Congregations get reputations. Oak Street Church was known for its pipe organ and it liturgical worship. Crosspoint Community had a great band and uplifting music. First Church had a great preacher for a pastor. The church at Corinth was known for its infighting and factions. They were Christians and they had received the Holy Spirit, but they didn’t demonstrate several common Christian characteristics.
Paul writes this letter to the Christians at Corinth to remind them that if they don’t have love nothing else matters. Paul even writes down a list of the type of love that he is talking about. It is a love that is patient, not boastful, doesn’t rejoice in wrong doing and bears all things. It is a very practical love for people who spend a lot of time together.
Paul reminds all of us that if we don’t have love we are missing a vital element in our lives. We may be filled with the Holy Spirit. We may be talented and gifted beyond imagination, but if we don’t have love the rest doesn’t matter. Love transforms lives and situations. Love is what God’s kingdom is all about.
1 Corinthians 13:1-13
If I speak in the tongues of mortals and of angels, but do not have love, I am a noisy gong or a clanging cymbal. And if I have prophetic powers, and understand all mysteries and all knowledge, and if I have all faith, so as to remove mountains, but do not have love, I am nothing. If I give away all my possessions, and if I hand over my body so that I may boast, but do not have love, I gain nothing.
Love is patient; love is kind; love is not envious or boastful or arrogant or rude. It does not insist on its own way; it is not irritable or resentful; it does not rejoice in wrongdoing, but rejoices in the truth. It bears all things, believes all things, hopes all things, endures all things.
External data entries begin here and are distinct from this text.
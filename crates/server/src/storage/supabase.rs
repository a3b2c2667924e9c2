//! Supabase Storage REST client.
//!
//! # API Reference
//!
//! - List buckets: `GET /storage/v1/bucket`
//! - List objects: `POST /storage/v1/object/list/<bucket>`
//! - Public objects: `/storage/v1/object/public/<bucket>/<path>`
//! - Authentication: `Authorization: Bearer <service-role key>` plus `apikey`

use std::sync::Arc;

use async_trait::async_trait;
use reqwest::header::{HeaderMap, HeaderValue};
use secrecy::ExposeSecret;
use serde::Serialize;

use super::{Bucket, FileObject, ListOptions, ObjectStorage, StorageError, public_object_url};
use crate::config::SupabaseConfig;

/// Supabase Storage client using the service-role key.
#[derive(Clone)]
pub struct SupabaseStorage {
    inner: Arc<SupabaseStorageInner>,
}

struct SupabaseStorageInner {
    client: reqwest::Client,
    base_url: String,
}

#[derive(Serialize)]
#[serde(rename_all = "camelCase")]
struct ListRequest<'a> {
    prefix: &'a str,
    limit: usize,
    offset: usize,
    sort_by: SortBy,
}

#[derive(Serialize)]
struct SortBy {
    column: &'static str,
    order: &'static str,
}

impl SupabaseStorage {
    /// Create a new storage client.
    ///
    /// # Errors
    ///
    /// Returns error if the key is not a valid header value or the HTTP
    /// client fails to build.
    pub fn new(config: &SupabaseConfig) -> Result<Self, StorageError> {
        let key = config.service_role_key.expose_secret();
        let mut headers = HeaderMap::new();

        let mut auth = HeaderValue::from_str(&format!("Bearer {key}"))
            .map_err(|e| StorageError::Parse(format!("Invalid service role key: {e}")))?;
        auth.set_sensitive(true);
        headers.insert("Authorization", auth);

        let mut apikey = HeaderValue::from_str(key)
            .map_err(|e| StorageError::Parse(format!("Invalid service role key: {e}")))?;
        apikey.set_sensitive(true);
        headers.insert("apikey", apikey);

        let client = reqwest::Client::builder()
            .default_headers(headers)
            .build()?;

        Ok(Self {
            inner: Arc::new(SupabaseStorageInner {
                client,
                base_url: config.url.as_str().trim_end_matches('/').to_string(),
            }),
        })
    }

    /// Handle API response and parse JSON.
    async fn handle_response<T: serde::de::DeserializeOwned>(
        response: reqwest::Response,
    ) -> Result<T, StorageError> {
        let status = response.status();

        if status.is_success() {
            return response
                .json()
                .await
                .map_err(|e| StorageError::Parse(format!("Failed to parse response: {e}")));
        }

        Err(Self::parse_error(response).await)
    }

    /// Extract `message` or `error` from a JSON error body, else use the raw text.
    async fn parse_error(response: reqwest::Response) -> StorageError {
        let status = response.status().as_u16();
        let body = response
            .text()
            .await
            .unwrap_or_else(|_| "Unknown error".to_string());

        let message = serde_json::from_str::<serde_json::Value>(&body)
            .ok()
            .and_then(|json| {
                ["message", "error"]
                    .iter()
                    .find_map(|field| json.get(field)?.as_str().map(str::to_owned))
            })
            .unwrap_or(body);

        StorageError::Api { status, message }
    }
}

#[async_trait]
impl ObjectStorage for SupabaseStorage {
    #[tracing::instrument(skip(self))]
    async fn list_buckets(&self) -> Result<Vec<Bucket>, StorageError> {
        let url = format!("{}/storage/v1/bucket", self.inner.base_url);
        let response = self.inner.client.get(&url).send().await?;
        Self::handle_response(response).await
    }

    #[tracing::instrument(skip(self))]
    async fn list_files(
        &self,
        bucket: &str,
        options: ListOptions,
    ) -> Result<Vec<FileObject>, StorageError> {
        let url = format!(
            "{}/storage/v1/object/list/{}",
            self.inner.base_url,
            urlencoding::encode(bucket)
        );
        let body = ListRequest {
            prefix: "",
            limit: options.limit,
            offset: options.offset,
            sort_by: SortBy {
                column: "name",
                order: "asc",
            },
        };
        let response = self.inner.client.post(&url).json(&body).send().await?;
        Self::handle_response(response).await
    }

    fn public_url(&self, bucket: &str, path: &str) -> String {
        public_object_url(&self.inner.base_url, bucket, path)
    }
}

impl std::fmt::Debug for SupabaseStorage {
    fn fmt(&self, f: &mut std::fmt::Formatter<'_>) -> std::fmt::Result {
        f.debug_struct("SupabaseStorage")
            .field("base_url", &self.inner.base_url)
            .finish_non_exhaustive()
    }
}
Love never ends. But as for prophecies, they will come to an end; as for tongues, they will cease; as for knowledge, it will come to an end. For we know only in part, and we prophesy only in part; but when the complete comes, the partial will come to an end. When I was a child, I spoke like a child, I thought like a child, I reasoned like a child; when I became an adult, I put an end to childish ways. For now we see in a mirror, dimly, but then we will see face to face. Now I know only in part; then I will know fully, even as I have been fully known. And now faith, hope, and love abide, these three; and the greatest of these is love.